"Fetal PKU:" the effect of maternal hyperphenylalaninemia during pregnancy in the rhesus monkey (Macaca mulatta).

Maternal hyperphenylalaninemia was induced by feeding excess L-phenylalanine to pregnant rhesus monkeys. Animals which received the phenylalanine supplement throughout the entire pregnancy gave birth to infants with low birth weight. Marked elevations of phenylalanine and tyrosine were consistently observed in maternal sera; the levels of phenylalanine and tyrosine in umbilical cord sera were greater than the corresponding maternal value in eight of nine pregnancies. Maternal and umbilical cord levels of serine were slightly elevated and maternal levels of 3-CH3-histidine were reduced in all pregnancies.

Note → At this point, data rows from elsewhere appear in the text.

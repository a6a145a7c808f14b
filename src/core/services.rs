//! External service boundaries.
//!
//! The core treats the messaging channel, presence service, and the three
//! media services as opaque collaborators behind dyn-compatible traits
//! (boxed-future methods). HTTP-backed implementations are provided for the
//! network services; the messaging transport and the media output sink are
//! platform concerns and are injected by the embedding layer.

use std::collections::HashMap;
use std::future::Future;
use std::pin::Pin;
use std::sync::Arc;

use crate::state::PresenceDelta;

pub type BoxFuture<'a, T> = Pin<Box<dyn Future<Output = T> + Send + 'a>>;

/// Outbound half of the pub/sub messaging channel. Inbound messages are
/// injected by the platform via `App::deliver_chat_message`.
pub trait ChatTransport: Send + Sync {
    fn publish(&self, conversation_id: String, text: String) -> BoxFuture<'_, anyhow::Result<()>>;
}

pub trait PresenceService: Send + Sync {
    /// Batched lookup, at most 25 ids per call.
    fn query(&self, ids: Vec<String>) -> BoxFuture<'_, anyhow::Result<PresenceDelta>>;
}

pub trait SpeechToText: Send + Sync {
    /// Audio blob in, transcript out (may be empty for silence).
    fn transcribe(&self, audio: Vec<u8>, speaker_id: String)
        -> BoxFuture<'_, anyhow::Result<String>>;
}

pub trait Translator: Send + Sync {
    fn translate(
        &self,
        text: String,
        target_language: String,
        speaker_id: String,
    ) -> BoxFuture<'_, anyhow::Result<String>>;
}

#[derive(Debug, thiserror::Error)]
pub enum SynthesisError {
    #[error("no voice configured for this speaker")]
    VoiceNotConfigured,
    #[error(transparent)]
    Other(#[from] anyhow::Error),
}

pub trait SpeechSynthesis: Send + Sync {
    fn synthesize(
        &self,
        text: String,
        voice_id: String,
    ) -> BoxFuture<'_, Result<Vec<u8>, SynthesisError>>;
}

/// Playback-layer sink. Volume changes address the participant's original
/// audio; `None` restores the platform default rather than any stored value.
pub trait MediaOutput: Send + Sync {
    fn set_participant_volume(&self, session_id: &str, volume: Option<f32>);
    fn play_translated_audio(&self, audio: Vec<u8>);
}

/// Explicitly constructed context object holding every external collaborator;
/// passed to `App::new` and torn down with the session.
#[derive(Clone)]
pub struct Services {
    pub chat: Arc<dyn ChatTransport>,
    pub presence: Arc<dyn PresenceService>,
    pub stt: Arc<dyn SpeechToText>,
    pub translator: Arc<dyn Translator>,
    pub tts: Arc<dyn SpeechSynthesis>,
    pub media: Arc<dyn MediaOutput>,
}

impl Services {
    /// HTTP-backed network services against the app's API base; transport and
    /// media sink remain platform-provided.
    pub fn over_http(
        api_base_url: &str,
        api_key: Option<&str>,
        chat: Arc<dyn ChatTransport>,
        media: Arc<dyn MediaOutput>,
    ) -> Self {
        let client = reqwest::Client::new();
        let base = api_base_url.trim_end_matches('/').to_string();
        let key = api_key.map(str::to_string);
        Self {
            chat,
            presence: Arc::new(HttpPresenceService {
                client: client.clone(),
                url: format!("{base}/presence/query"),
                api_key: key.clone(),
            }),
            stt: Arc::new(HttpSpeechToText {
                client: client.clone(),
                url: format!("{base}/call/stt"),
                api_key: key.clone(),
            }),
            translator: Arc::new(HttpTranslator {
                client: client.clone(),
                url: format!("{base}/call/translate"),
                api_key: key.clone(),
            }),
            tts: Arc::new(HttpSpeechSynthesis {
                client,
                url: format!("{base}/call/tts"),
                api_key: key,
            }),
            media,
        }
    }
}

fn with_auth(
    req: reqwest::RequestBuilder,
    api_key: &Option<String>,
) -> reqwest::RequestBuilder {
    match api_key {
        Some(key) => req.bearer_auth(key),
        None => req,
    }
}

struct HttpPresenceService {
    client: reqwest::Client,
    url: String,
    api_key: Option<String>,
}

impl PresenceService for HttpPresenceService {
    fn query(&self, ids: Vec<String>) -> BoxFuture<'_, anyhow::Result<PresenceDelta>> {
        Box::pin(async move {
            let req = with_auth(self.client.post(&self.url), &self.api_key)
                .json(&serde_json::json!({ "ids": ids }));
            let resp = req.send().await?;
            if !resp.status().is_success() {
                anyhow::bail!("presence query failed: {}", resp.status());
            }
            let body: serde_json::Value = resp.json().await?;
            let mut delta = PresenceDelta::new();
            if let Some(map) = body.get("online").and_then(|v| v.as_object()) {
                for (id, v) in map {
                    if let Some(online) = v.as_bool() {
                        delta.insert(id.clone(), online);
                    }
                }
            }
            Ok(delta)
        })
    }
}

struct HttpSpeechToText {
    client: reqwest::Client,
    url: String,
    api_key: Option<String>,
}

impl SpeechToText for HttpSpeechToText {
    fn transcribe(
        &self,
        audio: Vec<u8>,
        speaker_id: String,
    ) -> BoxFuture<'_, anyhow::Result<String>> {
        Box::pin(async move {
            tracing::debug!(bytes = audio.len(), %speaker_id, "stt request");
            let part = reqwest::multipart::Part::bytes(audio)
                .file_name("segment.webm")
                .mime_str("audio/webm")?;
            let form = reqwest::multipart::Form::new()
                .text("speakerUserId", speaker_id)
                .part("audio", part);
            let req = with_auth(self.client.post(&self.url), &self.api_key).multipart(form);
            let resp = req.send().await?;
            if !resp.status().is_success() {
                anyhow::bail!("stt failed: {}", resp.status());
            }
            let body: serde_json::Value = resp.json().await?;
            Ok(body
                .get("text")
                .and_then(|v| v.as_str())
                .unwrap_or("")
                .to_string())
        })
    }
}

struct HttpTranslator {
    client: reqwest::Client,
    url: String,
    api_key: Option<String>,
}

impl Translator for HttpTranslator {
    fn translate(
        &self,
        text: String,
        target_language: String,
        speaker_id: String,
    ) -> BoxFuture<'_, anyhow::Result<String>> {
        Box::pin(async move {
            let req = with_auth(self.client.post(&self.url), &self.api_key).json(
                &serde_json::json!({
                    "text": text,
                    "targetLanguage": target_language,
                    "speakerUserId": speaker_id,
                }),
            );
            let resp = req.send().await?;
            if !resp.status().is_success() {
                anyhow::bail!("translate failed: {}", resp.status());
            }
            let body: serde_json::Value = resp.json().await?;
            Ok(body
                .get("translatedText")
                .and_then(|v| v.as_str())
                .unwrap_or("")
                .to_string())
        })
    }
}

struct HttpSpeechSynthesis {
    client: reqwest::Client,
    url: String,
    api_key: Option<String>,
}

impl SpeechSynthesis for HttpSpeechSynthesis {
    fn synthesize(
        &self,
        text: String,
        voice_id: String,
    ) -> BoxFuture<'_, Result<Vec<u8>, SynthesisError>> {
        Box::pin(async move {
            let req = with_auth(self.client.post(&self.url), &self.api_key).json(
                &serde_json::json!({
                    "text": text,
                    "voiceId": voice_id,
                }),
            );
            let resp = req
                .send()
                .await
                .map_err(|e| SynthesisError::Other(e.into()))?;
            // The synthesis backend answers 400 when the speaker has no
            // usable voice; that is a configuration gap, not a transport
            // failure.
            if resp.status() == reqwest::StatusCode::BAD_REQUEST {
                return Err(SynthesisError::VoiceNotConfigured);
            }
            if !resp.status().is_success() {
                return Err(SynthesisError::Other(anyhow::anyhow!(
                    "tts failed: {}",
                    resp.status()
                )));
            }
            let bytes = resp
                .bytes()
                .await
                .map_err(|e| SynthesisError::Other(e.into()))?;
            Ok(bytes.to_vec())
        })
    }
}

/// Voice reference resolution is the caller's responsibility, not the
/// synthesis service's: a per-participant mapping with a caller-indifferent
/// default fallback.
pub(crate) fn resolve_voice(
    participant_voices: &HashMap<String, String>,
    default_voice_id: Option<&str>,
    user_id: &str,
) -> Option<String> {
    participant_voices
        .get(user_id)
        .cloned()
        .or_else(|| default_voice_id.map(str::to_string))
}

#[cfg(test)]
mod tests {
    use super::*;

    #[test]
    fn voice_resolution_prefers_participant_mapping_then_default() {
        let mut voices = HashMap::new();
        voices.insert("alice".to_string(), "va".to_string());

        assert_eq!(
            resolve_voice(&voices, Some("vd"), "alice").as_deref(),
            Some("va")
        );
        assert_eq!(
            resolve_voice(&voices, Some("vd"), "bob").as_deref(),
            Some("vd")
        );
        assert_eq!(resolve_voice(&voices, None, "bob"), None);
    }
}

Values for the other amino acids, and the cord: maternal ratios for all amino acids, including phenylalanine and tyrosine, were within the control range. Infant monkeys born to mothers with hyperphenylalaninemia demonstrated a significant reduction in learning behavior. This experiment indicates that not only is maternal hyperaminoacidemia reflected in the free amino acids of fetal blood, but an added insult is also produced by a normal placental process which functions to maintain higher levels of each of the free amino acids in the fetus than in the maternal organism.